# Stored data entries
--------------------
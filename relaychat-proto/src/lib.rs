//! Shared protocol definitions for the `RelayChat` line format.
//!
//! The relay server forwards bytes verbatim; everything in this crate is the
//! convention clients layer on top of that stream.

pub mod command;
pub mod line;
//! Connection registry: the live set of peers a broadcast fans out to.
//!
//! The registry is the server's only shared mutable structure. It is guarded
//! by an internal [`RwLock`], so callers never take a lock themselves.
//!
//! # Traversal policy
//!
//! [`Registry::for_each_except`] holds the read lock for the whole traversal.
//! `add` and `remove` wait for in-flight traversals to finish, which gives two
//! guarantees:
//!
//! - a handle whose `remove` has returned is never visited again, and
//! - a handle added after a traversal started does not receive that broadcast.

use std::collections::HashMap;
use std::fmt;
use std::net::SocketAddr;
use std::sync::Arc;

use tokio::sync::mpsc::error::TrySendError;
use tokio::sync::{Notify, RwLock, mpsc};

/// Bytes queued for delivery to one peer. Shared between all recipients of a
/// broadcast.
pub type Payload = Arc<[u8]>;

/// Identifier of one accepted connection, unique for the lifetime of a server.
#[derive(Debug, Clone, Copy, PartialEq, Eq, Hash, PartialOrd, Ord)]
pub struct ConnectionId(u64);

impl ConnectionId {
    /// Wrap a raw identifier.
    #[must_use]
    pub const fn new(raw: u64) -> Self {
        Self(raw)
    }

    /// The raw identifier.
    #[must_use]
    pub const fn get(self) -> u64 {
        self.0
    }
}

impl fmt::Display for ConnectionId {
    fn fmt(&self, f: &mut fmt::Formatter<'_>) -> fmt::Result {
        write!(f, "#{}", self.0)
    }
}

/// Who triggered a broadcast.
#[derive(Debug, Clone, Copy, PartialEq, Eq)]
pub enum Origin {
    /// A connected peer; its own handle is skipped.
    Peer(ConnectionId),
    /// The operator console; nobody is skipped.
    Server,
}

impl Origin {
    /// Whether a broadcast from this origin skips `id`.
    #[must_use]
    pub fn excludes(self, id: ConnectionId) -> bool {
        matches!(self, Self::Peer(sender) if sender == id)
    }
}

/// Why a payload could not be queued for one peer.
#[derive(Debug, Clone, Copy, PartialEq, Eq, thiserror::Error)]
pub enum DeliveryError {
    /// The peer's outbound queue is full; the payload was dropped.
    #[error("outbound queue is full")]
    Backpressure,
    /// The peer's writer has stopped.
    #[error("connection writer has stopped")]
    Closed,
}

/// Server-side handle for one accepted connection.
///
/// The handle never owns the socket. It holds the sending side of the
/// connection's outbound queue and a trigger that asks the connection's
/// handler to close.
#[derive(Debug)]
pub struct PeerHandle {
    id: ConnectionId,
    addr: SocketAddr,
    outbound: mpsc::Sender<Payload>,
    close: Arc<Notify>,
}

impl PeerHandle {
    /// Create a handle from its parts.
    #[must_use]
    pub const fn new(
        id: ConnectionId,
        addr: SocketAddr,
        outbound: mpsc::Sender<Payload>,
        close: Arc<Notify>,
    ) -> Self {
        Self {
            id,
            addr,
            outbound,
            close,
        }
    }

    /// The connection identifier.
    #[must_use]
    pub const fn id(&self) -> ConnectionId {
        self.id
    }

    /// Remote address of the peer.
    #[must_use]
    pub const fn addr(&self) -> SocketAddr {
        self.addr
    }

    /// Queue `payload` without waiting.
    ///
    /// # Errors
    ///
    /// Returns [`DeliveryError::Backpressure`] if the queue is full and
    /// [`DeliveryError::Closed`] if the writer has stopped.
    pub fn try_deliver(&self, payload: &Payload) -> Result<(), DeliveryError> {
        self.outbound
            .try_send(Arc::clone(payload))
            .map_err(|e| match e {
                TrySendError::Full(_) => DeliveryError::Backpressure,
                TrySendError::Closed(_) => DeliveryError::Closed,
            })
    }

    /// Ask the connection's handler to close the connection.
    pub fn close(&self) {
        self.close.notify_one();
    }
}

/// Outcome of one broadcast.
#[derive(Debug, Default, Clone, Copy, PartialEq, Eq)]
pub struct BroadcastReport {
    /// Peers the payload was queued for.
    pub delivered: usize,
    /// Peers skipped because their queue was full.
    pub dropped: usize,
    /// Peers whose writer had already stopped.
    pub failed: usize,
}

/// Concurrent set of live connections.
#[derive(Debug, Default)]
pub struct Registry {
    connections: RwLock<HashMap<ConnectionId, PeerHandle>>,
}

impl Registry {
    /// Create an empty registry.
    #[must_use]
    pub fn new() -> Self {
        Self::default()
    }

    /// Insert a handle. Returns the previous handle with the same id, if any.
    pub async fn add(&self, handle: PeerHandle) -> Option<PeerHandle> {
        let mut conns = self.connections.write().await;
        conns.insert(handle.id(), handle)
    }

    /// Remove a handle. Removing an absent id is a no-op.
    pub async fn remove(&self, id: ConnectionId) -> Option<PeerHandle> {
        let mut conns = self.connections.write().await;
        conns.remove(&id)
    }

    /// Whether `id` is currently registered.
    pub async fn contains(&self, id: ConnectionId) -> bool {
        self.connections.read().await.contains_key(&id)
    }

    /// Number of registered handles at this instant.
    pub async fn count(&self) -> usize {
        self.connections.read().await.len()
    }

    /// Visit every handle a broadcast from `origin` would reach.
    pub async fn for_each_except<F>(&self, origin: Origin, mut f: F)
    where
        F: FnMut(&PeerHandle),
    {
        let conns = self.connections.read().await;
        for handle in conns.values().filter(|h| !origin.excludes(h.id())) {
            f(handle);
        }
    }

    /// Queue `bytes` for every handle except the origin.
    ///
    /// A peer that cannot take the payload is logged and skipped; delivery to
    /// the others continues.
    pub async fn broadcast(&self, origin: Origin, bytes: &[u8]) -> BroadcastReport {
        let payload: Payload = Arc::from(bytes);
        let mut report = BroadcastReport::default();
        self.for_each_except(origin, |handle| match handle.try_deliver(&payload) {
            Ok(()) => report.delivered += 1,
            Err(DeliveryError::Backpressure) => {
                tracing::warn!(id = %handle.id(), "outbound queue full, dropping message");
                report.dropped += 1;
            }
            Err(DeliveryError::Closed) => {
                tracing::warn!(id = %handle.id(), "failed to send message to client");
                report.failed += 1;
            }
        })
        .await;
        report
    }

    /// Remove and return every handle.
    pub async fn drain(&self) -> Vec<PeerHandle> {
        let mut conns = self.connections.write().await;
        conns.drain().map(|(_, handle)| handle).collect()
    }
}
--------------------
# Task to complete
Where a line of the records has the string "delivered", copy that line.

# Written reply
    pub delivered: usize,
            Ok(()) => report.delivered += 1,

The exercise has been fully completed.